Ma ha senso, nel 2022, parlare ancora di femminismo? Enza Bruno Bossio è stata fra le firmatarie di un appello in cui il Pd viene invitato a fare il Pd, cioè tornare “ad essere una forza vivace, vitale, riformista, femminista non a parole ma nei fatti”. «Il Pd per essere partito femminista nel 2022 deve sapere interpretare questi nuovi orientamenti. Ma nonostante le dichiarazioni del Manifesto dei valori, il Pd così com’è adesso, per come è stato ridotto dai capi corrente autoreferenziali, non è un partito di donne e di giovani, non solo perché non è votato da donne e da giovani, ma perché nella pratica concreta esclude dalle “competizioni di potere” i suoi giovani e le sue donne».

LEGGI ANCHE: Cosenza, dall’aborto alla parità salariale: focus sui diritti delle donne in un incontro con le candidate Pd

I provvedimenti a favore delle donne

Ma al di là delle dichiarazioni di principio, quali strumenti normativi ha messo in campo il Pd nel suo periodo di Governo, a favore delle donne? «Uno dei provvedimenti più importanti è senz’altro la legge n. 162 del 2021 sulla parità salariale e le pari opportunità sul luogo di lavoro, e nella legge di bilancio del 2022 è stato previsto un fondo di 52 mln per l’effettiva parità salariale - ricorda l’ex parlamentare -. Tra altre le misure importanti nel settore del lavoro, vanno poi ricordate anche la proroga di Opzione donna e l’allargamento della platea di Ape sociale. Da segnalare poi una serie di misure finalizzate a conciliare l’attività lavorativa e l’esigenza di tutelare la salute pubblica, che pur essendo a favore di entrambi i genitori finiscono per sostenere in modo deciso le donne, tradizionalmente gravato da carichi di cura e assistenza maggiori: quelle volte a favorire il ricorso al lavoro agile nelle pubbliche amministrazioni e nei settori privati, i congedi straordinari e i bonus baby-sitting, il lavoro agile per i lavoratori genitori di figli under 16 durante i periodi di didattica a distanza o per figli disabili, l’equiparazione della quarantena a malattia o ricovero ospedaliero. È stato finalmente introdotto dopo 10 anni il congedo di paternità anche per i dipendenti pubblici».

I temi dell’aborto

Resta un nodo ancora non pienamente risolto, però, quello del diritto all’aborto. «Per quel che riguarda l’attuazione della 194, purtroppo non è pienamente garantita in Calabria come in altre regioni amministrate dal centro destra e i primi segnali del governo Meloni sono piuttosto preoccupanti e fortemente limitato il diritto all’autodeterminazione della donna».
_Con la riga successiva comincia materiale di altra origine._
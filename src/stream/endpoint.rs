//! Frame-by-frame utterance endpoint detection.
//!
//! The detector keeps a rolling deadline: every frame that is both audible
//! (RMS above threshold) and carries new decoded content pushes the
//! deadline out. Once the clock passes the deadline the utterance is done.

use std::time::{Duration, Instant};

use crate::audio::AudioFrame;

/// RMS level a frame must exceed to count as audible speech.
const RMS_THRESHOLD: f64 = 10.0;

/// How long the utterance may run past the last qualifying frame.
const ENDPOINT_TIMEOUT: Duration = Duration::from_secs(5);

/// Per-utterance endpoint state.
pub struct EndpointDetector {
    deadline: Instant,
    threshold: f64,
    timeout: Duration,
    previous_partial: String,
    voice_activity: bool,
}

impl EndpointDetector {
    pub fn new(start: Instant) -> Self {
        Self::with_limits(start, RMS_THRESHOLD, ENDPOINT_TIMEOUT)
    }

    pub(crate) fn with_limits(start: Instant, threshold: f64, timeout: Duration) -> Self {
        Self {
            deadline: start + timeout,
            threshold,
            timeout,
            previous_partial: String::new(),
            voice_activity: false,
        }
    }

    /// Observe one frame and its partial decode.
    ///
    /// Returns `true` when the utterance is finished: `now` has passed the
    /// rolling deadline. The deadline only ever moves forward; a frame below
    /// the RMS threshold never extends it, no matter what the partial says,
    /// and an unchanged partial never extends it, no matter how loud.
    pub fn observe(&mut self, frame: &AudioFrame, partial: &str, now: Instant) -> bool {
        if frame.has_signal() {
            self.voice_activity = true;
        }

        if frame.rms() > self.threshold && partial != self.previous_partial {
            self.deadline = now + self.timeout;
        }

        if partial != self.previous_partial {
            self.previous_partial = partial.to_owned();
        }

        now > self.deadline
    }

    /// Whether any frame in the utterance carried signal. Sticky once set.
    pub fn voice_activity(&self) -> bool {
        self.voice_activity
    }

    #[cfg(test)]
    fn deadline(&self) -> Instant {
        self.deadline
    }
}

#[cfg(test)]
mod tests {
    use super::*;

    /// Alternating-amplitude frame with the requested RMS level.
    fn frame_with_rms(rms: f64) -> AudioFrame {
        let amplitude = (rms / 1000.0 * 32768.0).round() as i16;
        AudioFrame::from_samples((0..1600).map(|i| if i % 2 == 0 { amplitude } else { -amplitude }).collect())
    }

    fn silent_frame() -> AudioFrame {
        AudioFrame::from_samples(vec![0; 1600])
    }

    #[test]
    fn test_loud_frame_with_new_partial_extends_deadline() {
        let start = Instant::now();
        let mut detector = EndpointDetector::new(start);
        let initial = detector.deadline();

        let now = start + Duration::from_secs(2);
        assert!(!detector.observe(&frame_with_rms(50.0), "hello", now));
        assert_eq!(detector.deadline(), now + Duration::from_secs(5));
        assert!(detector.deadline() > initial);
    }

    #[test]
    fn test_quiet_frame_never_extends_even_with_new_partial() {
        let start = Instant::now();
        let mut detector = EndpointDetector::new(start);
        let initial = detector.deadline();

        detector.observe(&frame_with_rms(2.0), "hello", start + Duration::from_secs(1));
        detector.observe(&frame_with_rms(2.0), "hello there", start + Duration::from_secs(2));
        assert_eq!(detector.deadline(), initial);
    }

    #[test]
    fn test_loud_frame_with_unchanged_partial_does_not_extend() {
        let start = Instant::now();
        let mut detector = EndpointDetector::new(start);

        let first = start + Duration::from_secs(1);
        detector.observe(&frame_with_rms(50.0), "hello", first);
        let after_first = detector.deadline();

        // Same partial again, still loud: deadline stays where it was
        detector.observe(&frame_with_rms(50.0), "hello", start + Duration::from_secs(2));
        assert_eq!(detector.deadline(), after_first);
    }

    #[test]
    fn test_finished_when_clock_passes_deadline() {
        let start = Instant::now();
        let mut detector = EndpointDetector::new(start);

        assert!(!detector.observe(&silent_frame(), "", start + Duration::from_secs(4)));
        assert!(detector.observe(&silent_frame(), "", start + Duration::from_secs(6)));
    }

    #[test]
    fn test_voice_activity_is_sticky() {
        let start = Instant::now();
        let mut detector = EndpointDetector::new(start);

        detector.observe(&silent_frame(), "", start);
        assert!(!detector.voice_activity());

        detector.observe(&frame_with_rms(50.0), "hi", start + Duration::from_millis(100));
        assert!(detector.voice_activity());

        detector.observe(&silent_frame(), "hi", start + Duration::from_millis(200));
        assert!(detector.voice_activity());
    }

    #[test]
    fn test_endpoint_follows_last_qualifying_frame() {
        // 3 seconds of loud frames with changing partials, then quiet frames:
        // the utterance must end about 5s after the last loud frame, not 5s
        // after the quiet tail stops changing.
        let start = Instant::now();
        let mut detector = EndpointDetector::new(start);
        let step = Duration::from_millis(100);

        let mut finished_at = None;
        for tick in 0..120 {
            let now = start + step * tick;
            let seconds = tick as f64 * 0.1;
            let (frame, partial) = if seconds < 3.0 {
                (frame_with_rms(50.0), format!("word{}", tick))
            } else {
                (frame_with_rms(2.0), format!("tail{}", tick))
            };
            if detector.observe(&frame, &partial, now) {
                finished_at = Some(seconds);
                break;
            }
        }

        let finished_at = finished_at.expect("utterance never finished");
        // Last qualifying frame at 2.9s; deadline 7.9s; first strictly-later
        // frame observed at 8.0s
        assert!((finished_at - 8.0).abs() < 0.15, "finished at {}s", finished_at);
    }
}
I numeri sembrano confermare le parole della Bruno Bossio. «In Calabria e in particolare nella provincia di Cosenza - ricorda - si può abortire solo nei presidi ospedalieri di Castrovillari e Corigliano. Sono obiettori il 67,6 per cento dei ginecologi, il 75,9 per cento degli anestesisti e il 63,1 per cento del personale non medico. Ma il problema del mancato diritto all’aborto è strettamente legato alla carenza dei consultori di cui spesso sono rimasti soltanto i muri. Dopo l’approvazione della legge 194, nel 1978, ci furono assunzioni ad hoc, ma nel frattempo il personale assunto in quegli anni è andato in pensione, e a causa del blocco delle assunzioni non è mai stato sostituito».